6) The sacrifice at the end BUGGED me.  Firstly, he was the last Japanese person in existence, and he just throws that away?  That's like putting your go stone directly in the middle of your opponent's main group.  I know that's not legal or possible, but you know what I mean.  Here's why the sacrifice was so stupid:

Solar sails accelerate VERY SLOWLY.  Especially if they were so far away that the sun was "just another star".  Just letting go of the sail or pushing himself back towards the main craft would have gotten him close enough for someone to rescue him pretty quickly.  His relative speed to the craft was zero, so even just a 5 km/hr(5 ft/s) push would have gotten him back in 20 hours.  If he had any fuel left at all, he could be back in MUCH less time than that.  A good squirt of acceleration, and then drifting for a couple of hours. EVA navigation is tricky, and "catching" someone is difficult, but not impossible. 
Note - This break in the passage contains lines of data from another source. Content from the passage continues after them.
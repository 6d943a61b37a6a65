//! Server configuration, loaded from environment variables at startup.

use std::path::PathBuf;

/// Runtime configuration for astra-server.
///
/// Every field has a default so the server starts without any environment
/// variables set; it just reports classifiers as unavailable until the model
/// directory and gallery exist.
#[derive(Debug, Clone)]
pub struct Config {
    /// TCP address to bind (default: `"0.0.0.0:5000"`).
    pub bind_address: String,

    /// `tracing` filter string, e.g. `"info"` or `"debug,tower_http=warn"`.
    pub log_level: String,

    /// When `true`, emit log records as newline-delimited JSON.
    pub log_json: bool,

    /// Directory for the daily rolling log file.  Stdout only when unset.
    pub log_dir: Option<PathBuf>,

    /// Base directory for relative model and gallery paths.
    pub model_dir: PathBuf,

    /// TOML catalog replacing the built-in model table.
    pub models_file: Option<PathBuf>,

    /// Classifier whose embedding feeds the OOD gate.
    pub reference_model: String,

    /// Reference gallery, relative to `model_dir` unless absolute.
    pub gallery_path: PathBuf,

    /// Minimum cosine similarity for an image to count as a DSO.
    pub similarity_threshold: f32,

    /// Longest edge of upload previews, in pixels.
    pub preview_max_edge: u32,

    /// Request body limit, in MiB.
    pub max_upload_size_mb: usize,

    /// Comma-separated CORS origins; any origin when unset.
    pub cors_allowed_origins: Option<String>,
}

impl Default for Config {
    fn default() -> Self {
        Self {
            bind_address: "0.0.0.0:5000".to_owned(),
            log_level: "info".to_owned(),
            log_json: false,
            log_dir: None,
            model_dir: PathBuf::from("models"),
            models_file: None,
            reference_model: "vgg".to_owned(),
            gallery_path: PathBuf::from("embeddings/vgg_embeddings.f32"),
            similarity_threshold: astra_core::SIMILARITY_THRESHOLD,
            preview_max_edge: 1024,
            max_upload_size_mb: 25,
            cors_allowed_origins: None,
        }
    }
}

impl Config {
    /// Build [`Config`] from environment variables, falling back to defaults.
    pub fn from_env() -> Self {
        let defaults = Self::default();
        Self {
            bind_address: env_or("ASTRA_BIND", &defaults.bind_address),
            log_level: env_or("ASTRA_LOG", &defaults.log_level),
            log_json: std::env::var("ASTRA_LOG_JSON")
                .map(|v| parse_flag(&v))
                .unwrap_or(defaults.log_json),
            log_dir: env_path("ASTRA_LOG_DIR"),
            model_dir: env_path("ASTRA_MODEL_DIR").unwrap_or(defaults.model_dir),
            models_file: env_path("ASTRA_MODELS_FILE"),
            reference_model: env_or("ASTRA_REFERENCE_MODEL", &defaults.reference_model),
            gallery_path: env_path("ASTRA_GALLERY_PATH").unwrap_or(defaults.gallery_path),
            similarity_threshold: parse_env(
                "ASTRA_SIMILARITY_THRESHOLD",
                defaults.similarity_threshold,
            ),
            preview_max_edge: parse_env("ASTRA_PREVIEW_MAX_EDGE", defaults.preview_max_edge),
            max_upload_size_mb: parse_env("ASTRA_MAX_UPLOAD_SIZE_MB", defaults.max_upload_size_mb),
            cors_allowed_origins: std::env::var("ASTRA_CORS_ORIGINS").ok(),
        }
    }

    /// `gallery_path` resolved against `model_dir`.
    pub fn resolved_gallery_path(&self) -> PathBuf {
        if self.gallery_path.is_absolute() {
            self.gallery_path.clone()
        } else {
            self.model_dir.join(&self.gallery_path)
        }
    }

    pub fn max_upload_size_bytes(&self) -> usize {
        self.max_upload_size_mb.saturating_mul(1024 * 1024)
    }
}

// ── private helpers ──────────────────────────────────────────────────────────

fn env_or(key: &str, default: &str) -> String {
    std::env::var(key).unwrap_or_else(|_| default.to_owned())
}

fn env_path(key: &str) -> Option<PathBuf> {
    std::env::var_os(key)
        .filter(|v| !v.is_empty())
        .map(PathBuf::from)
}

fn parse_env<T: std::str::FromStr>(key: &str, default: T) -> T {
    std::env::var(key)
        .ok()
        .and_then(|v| v.parse().ok())
        .unwrap_or(default)
}

fn parse_flag(value: &str) -> bool {
    value == "1" || value.eq_ignore_ascii_case("true")
}
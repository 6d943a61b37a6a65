use std::sync::Arc;

use image::{ImageEncoder, Rgb, RgbImage};
use tracing_test::traced_test;

use super::*;
use crate::explain::ActivationExplainer;
use crate::stub::{
    self, OUT_OF_DISTRIBUTION_EMBEDDING, StubClassifier, StubDetector, StubExplainer, StubLoader,
};

fn payload(seed: u8) -> String {
    let image = Image::from_rgb(RgbImage::from_fn(48, 40, |x, y| {
        Rgb([seed, (x * 5) as u8, (y * 6) as u8])
    }));
    codec::to_data_uri(&codec::encode(&image).unwrap())
}

fn request(model: &str, seed: u8) -> PredictRequest {
    PredictRequest {
        image: Some(payload(seed)),
        model: Some(model.to_owned()),
        dataset: None,
    }
}

fn classification(outcome: PredictionOutcome) -> ClassificationResult {
    match outcome {
        PredictionOutcome::Classification(result) => result,
        other => panic!("expected a classification, got {other:?}"),
    }
}

fn detection(outcome: PredictionOutcome) -> DetectionResult {
    match outcome {
        PredictionOutcome::Detection(result) => result,
        other => panic!("expected a detection, got {other:?}"),
    }
}

#[test]
fn classifies_in_distribution_image() {
    let resnet = Arc::new(StubClassifier::new(vec![0.05, 0.15, 0.7, 0.1]));
    let loader = StubLoader::new().with_classifier("resnet", Arc::clone(&resnet));
    let orchestrator = stub::orchestrator(loader, Arc::new(ActivationExplainer));

    let result = classification(orchestrator.predict(&request("resnet", 1)).unwrap());

    assert_eq!(result.class, "nebulae");
    assert!((result.probability - 0.7).abs() < 1e-6);
    assert_eq!(result.model_name, "resnet");
    assert_eq!(result.input_size, "48x40");
    assert!(result.inference_time >= 0.0);
    assert!(result.in_distribution);
    assert!((result.similarity_score.unwrap() - 1.0).abs() < 1e-6);

    let classes: Vec<_> = result.top_predictions.iter().map(|p| p.class.as_str()).collect();
    assert_eq!(classes, ["nebulae", "galaxies", "other"]);

    assert_eq!(result.activation_map_urls.len(), 2);
    assert!(
        result
            .activation_map_urls
            .iter()
            .all(|url| url.starts_with(codec::PNG_DATA_URI_PREFIX))
    );
    assert_eq!(resnet.predict_calls(), 1);
}

#[test]
fn repeated_image_reuses_cached_similarity() {
    let vgg = Arc::new(StubClassifier::new(vec![0.1, 0.6, 0.2, 0.1]));
    let loader = StubLoader::new().with_classifier("vgg", Arc::clone(&vgg));
    let orchestrator = stub::orchestrator(loader, Arc::new(StubExplainer::new()));

    let first = classification(orchestrator.predict(&request("vgg", 2)).unwrap());
    let second = classification(orchestrator.predict(&request("vgg", 2)).unwrap());

    assert_eq!(vgg.embed_calls(), 1);
    assert_eq!(vgg.predict_calls(), 2);
    assert_eq!(first.similarity_score, second.similarity_score);
    assert_eq!(orchestrator.gate().cache().len(), 1);
}

#[test]
fn upload_starts_a_fresh_similarity_session() {
    let vgg = Arc::new(StubClassifier::new(vec![0.1, 0.6, 0.2, 0.1]));
    let loader = StubLoader::new().with_classifier("vgg", Arc::clone(&vgg));
    let orchestrator = stub::orchestrator(loader, Arc::new(StubExplainer::new()));

    orchestrator.predict(&request("vgg", 3)).unwrap();
    let png = codec::encode_png(&Image::from_rgb(RgbImage::new(8, 8))).unwrap();
    orchestrator.upload(&png).unwrap();
    assert!(orchestrator.gate().cache().is_empty());

    orchestrator.predict(&request("vgg", 3)).unwrap();
    assert_eq!(vgg.embed_calls(), 2);
}

#[test]
#[traced_test]
fn out_of_distribution_image_skips_inference() {
    let vgg = Arc::new(
        StubClassifier::new(vec![0.1, 0.6, 0.2, 0.1])
            .with_embedding(OUT_OF_DISTRIBUTION_EMBEDDING.to_vec()),
    );
    let resnet = Arc::new(StubClassifier::new(vec![0.7, 0.1, 0.1, 0.1]));
    let explainer = Arc::new(StubExplainer::new());
    let loader = StubLoader::new()
        .with_classifier("vgg", Arc::clone(&vgg))
        .with_classifier("resnet", Arc::clone(&resnet));
    let orchestrator = stub::orchestrator(loader, explainer.clone());

    let outcome = orchestrator.predict(&request("resnet", 4)).unwrap();

    match &outcome {
        PredictionOutcome::Rejected(rejection) => {
            assert!(!rejection.in_distribution);
            assert!(rejection.similarity_score < orchestrator.gate().threshold());
            assert_eq!(rejection.message, super::outcome::OUT_OF_DISTRIBUTION_MESSAGE);
        }
        other => panic!("expected a rejection, got {other:?}"),
    }
    assert!(!outcome.in_distribution());
    assert_eq!(resnet.predict_calls(), 0);
    assert_eq!(vgg.predict_calls(), 0);
    assert_eq!(explainer.calls(), 0);
    assert!(!orchestrator.registry().is_loaded("resnet"));
    assert!(logs_contain("rejected as out of distribution"));
}

#[test]
fn top_predictions_are_capped_by_class_count() {
    let vgg = Arc::new(StubClassifier::new(vec![0.3, 0.7]));
    let loader = StubLoader::new().with_classifier("vgg", vgg);
    let orchestrator = stub::orchestrator(loader, Arc::new(StubExplainer::new()));

    let result = classification(orchestrator.predict(&request("vgg", 5)).unwrap());

    assert_eq!(result.top_predictions.len(), 2);
    assert_eq!(result.top_predictions[0].class, "galaxies");
    assert_eq!(result.top_predictions[1].class, "clusters");
}

#[test]
fn index_past_the_label_table_gets_a_synthetic_label() {
    let vgg = Arc::new(StubClassifier::new(vec![0.1, 0.1, 0.1, 0.1, 0.1, 0.5]));
    let loader = StubLoader::new().with_classifier("vgg", vgg);
    let orchestrator = stub::orchestrator(loader, Arc::new(StubExplainer::new()));

    let result = classification(orchestrator.predict(&request("vgg", 6)).unwrap());

    assert_eq!(result.class, "class_5");
    assert_eq!(result.top_predictions.len(), 3);
}

#[test]
fn unknown_model_fails_before_the_gate() {
    let orchestrator = stub::orchestrator(StubLoader::new(), Arc::new(StubExplainer::new()));

    let err = orchestrator.predict(&request("nonexistent", 7)).unwrap_err();

    assert!(matches!(err, CoreError::UnknownModel { ref name } if name == "nonexistent"));
    assert_eq!(err.to_string(), "Model 'nonexistent' is not supported.");
    assert!(orchestrator.gate().cache().is_empty());
    assert!(!orchestrator.registry().is_loaded("vgg"));
}

#[test]
fn missing_fields_are_a_bad_request() {
    let orchestrator = stub::orchestrator(StubLoader::new(), Arc::new(StubExplainer::new()));

    let no_model = PredictRequest {
        image: Some(payload(8)),
        ..Default::default()
    };
    let no_image = PredictRequest {
        model: Some("vgg".into()),
        ..Default::default()
    };
    let empty_model = PredictRequest {
        model: Some(String::new()),
        ..no_model.clone()
    };

    for request in [no_model, no_image, empty_model] {
        let err = orchestrator.predict(&request).unwrap_err();
        assert_eq!(err.kind(), crate::error::ErrorKind::BadRequest);
        assert_eq!(err.to_string(), "Missing image or model");
    }
}

#[test]
fn garbage_payload_is_an_invalid_image() {
    let orchestrator = stub::orchestrator(StubLoader::new(), Arc::new(StubExplainer::new()));
    let request = PredictRequest {
        image: Some("data:image/png;base64,bm90IGFuIGltYWdl".into()),
        model: Some("vgg".into()),
        dataset: None,
    };
    assert!(matches!(
        orchestrator.predict(&request),
        Err(CoreError::InvalidImage(_))
    ));
}

#[test]
fn detector_bypasses_the_gate() {
    let vgg = Arc::new(StubClassifier::new(vec![0.25; 4]));
    let yolo = Arc::new(StubDetector::fixture());
    let loader = StubLoader::new()
        .with_classifier("vgg", Arc::clone(&vgg))
        .with_detector("yolo11-balanced", Arc::clone(&yolo));
    let orchestrator = stub::orchestrator(loader, Arc::new(ActivationExplainer));

    let request = PredictRequest {
        dataset: Some("balanced".into()),
        ..request("yolo11", 9)
    };
    let result = detection(orchestrator.predict(&request).unwrap());

    assert_eq!(result.model_name, "yolo11");
    assert_eq!(result.performance.num_layers, 149);
    assert_eq!(result.similarity_score, None);
    assert!(result.in_distribution);
    // The fixture's second detection is below the 0.30 threshold.
    assert_eq!(result.detections.len(), 1);
    assert_eq!(result.detections[0].label, "galaxies");
    assert_eq!(result.activation_map_urls.len(), 1);

    assert_eq!(yolo.calls(), 1);
    assert_eq!(vgg.embed_calls(), 0);
    assert!(orchestrator.gate().cache().is_empty());
    assert!(!orchestrator.registry().is_loaded("vgg"));
}

#[test]
fn detector_defaults_to_deepspace_variant() {
    let yolo = Arc::new(StubDetector::new(vec![]));
    let loader = StubLoader::new().with_detector("yolo11-deepspace", Arc::clone(&yolo));
    let orchestrator = stub::orchestrator(loader, Arc::new(StubExplainer::new()));

    let result = detection(orchestrator.predict(&request("yolo11", 10)).unwrap());

    assert!(result.detections.is_empty());
    assert_eq!(yolo.calls(), 1);
    assert!(orchestrator.registry().is_loaded("yolo11-deepspace"));
}

#[test]
fn failed_activation_map_leaves_a_placeholder() {
    let explainer = Arc::new(StubExplainer::new().with_broken_layer("block1_conv2"));
    let orchestrator = stub::orchestrator(StubLoader::new(), explainer.clone());

    let result = classification(orchestrator.predict(&request("vgg", 11)).unwrap());

    assert_eq!(result.activation_map_urls.len(), 2);
    assert_eq!(result.activation_map_urls[0], "");
    assert!(result.activation_map_urls[1].starts_with(codec::PNG_DATA_URI_PREFIX));
    assert_eq!(explainer.calls(), 2);
}

#[test]
fn classifier_failure_propagates() {
    let resnet = Arc::new(StubClassifier::new(vec![0.5; 4]).failing());
    let loader = StubLoader::new().with_classifier("resnet", resnet);
    let orchestrator = stub::orchestrator(loader, Arc::new(StubExplainer::new()));

    let err = orchestrator.predict(&request("resnet", 12)).unwrap_err();

    assert!(matches!(err, CoreError::Inference { .. }));
    // The gate already ran, so its score stays cached.
    assert_eq!(orchestrator.gate().cache().len(), 1);
}

#[test]
fn non_finite_scores_are_rejected() {
    let vgg = Arc::new(StubClassifier::new(vec![0.5, f32::NAN, 0.1, 0.1]));
    let loader = StubLoader::new().with_classifier("vgg", vgg);
    let orchestrator = stub::orchestrator(loader, Arc::new(StubExplainer::new()));

    assert!(matches!(
        orchestrator.predict(&request("vgg", 13)),
        Err(CoreError::Inference { .. })
    ));
}

#[test]
fn missing_artifact_is_reported_after_the_gate() {
    let orchestrator = stub::orchestrator(StubLoader::new(), Arc::new(StubExplainer::new()));

    let err = orchestrator.predict(&request(stub::MISSING_MODEL, 14)).unwrap_err();

    assert!(matches!(err, CoreError::ModelMissing { .. }));
    assert_eq!(err.kind(), crate::error::ErrorKind::ModelUnavailable);
}

#[test]
fn upload_returns_a_bounded_preview() {
    let orchestrator = stub::orchestrator(StubLoader::new(), Arc::new(StubExplainer::new()));
    let large = Image::from_rgb(RgbImage::from_pixel(2000, 1500, Rgb([30, 60, 90])));
    let png = codec::encode_png(&large).unwrap();

    let preview = orchestrator.upload(&png).unwrap();

    assert!(preview.starts_with(codec::PNG_DATA_URI_PREFIX));
    assert_eq!(codec::decode(&preview).unwrap().dimensions(), (1024, 768));
}

#[test]
fn jpeg_upload_returns_a_bounded_preview() {
    let orchestrator = stub::orchestrator(StubLoader::new(), Arc::new(StubExplainer::new()));
    let photo = RgbImage::from_fn(2000, 1500, |x, y| Rgb([(x % 256) as u8, (y % 256) as u8, 40]));
    let mut jpeg = Vec::new();
    image::codecs::jpeg::JpegEncoder::new_with_quality(&mut jpeg, 90)
        .write_image(photo.as_raw(), 2000, 1500, image::ExtendedColorType::Rgb8)
        .unwrap();

    let preview = orchestrator.upload(&jpeg).unwrap();

    let (width, height) = codec::decode(&preview).unwrap().dimensions();
    assert_eq!((width, height), (1024, 768));
}

#[test]
fn upload_rejects_undecodable_bytes() {
    let orchestrator = stub::orchestrator(StubLoader::new(), Arc::new(StubExplainer::new()));
    assert!(matches!(
        orchestrator.upload(b"definitely not a png"),
        Err(CoreError::InvalidImage(_))
    ));
}

#[test]
fn rank_is_stable_on_ties() {
    assert_eq!(rank(&[0.2, 0.5, 0.2, 0.1]), vec![1, 0, 2, 3]);
}

#[test]
fn softmax_normalizes_logits() {
    let probs = softmax(&[1.0, 2.0, 3.0]);
    assert!((probs.iter().sum::<f32>() - 1.0).abs() < 1e-6);
    assert!(probs[2] > probs[1] && probs[1] > probs[0]);
}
I may fire up Kerbal Space Program and see if I can EVA a Kerbal back to his ship from 100 KM away with just a jet pack.

If he just lets go of the sail he'd continue to drift at the same speed as the craft, since he is still carrying his inertia from the craft. To get back he would need to push himself, and to aim very very carefully.

Good luck with that Kerbal. I tried something like that once and he totally drifted away. Then I tried aiming them at Kerbol, but I gave up. It's a big target and all, but the Kerbals start so far away that being just a tiny bit off means they miss entirely.
But then, I am the first to admit that I'm not the best at this game, so good luck!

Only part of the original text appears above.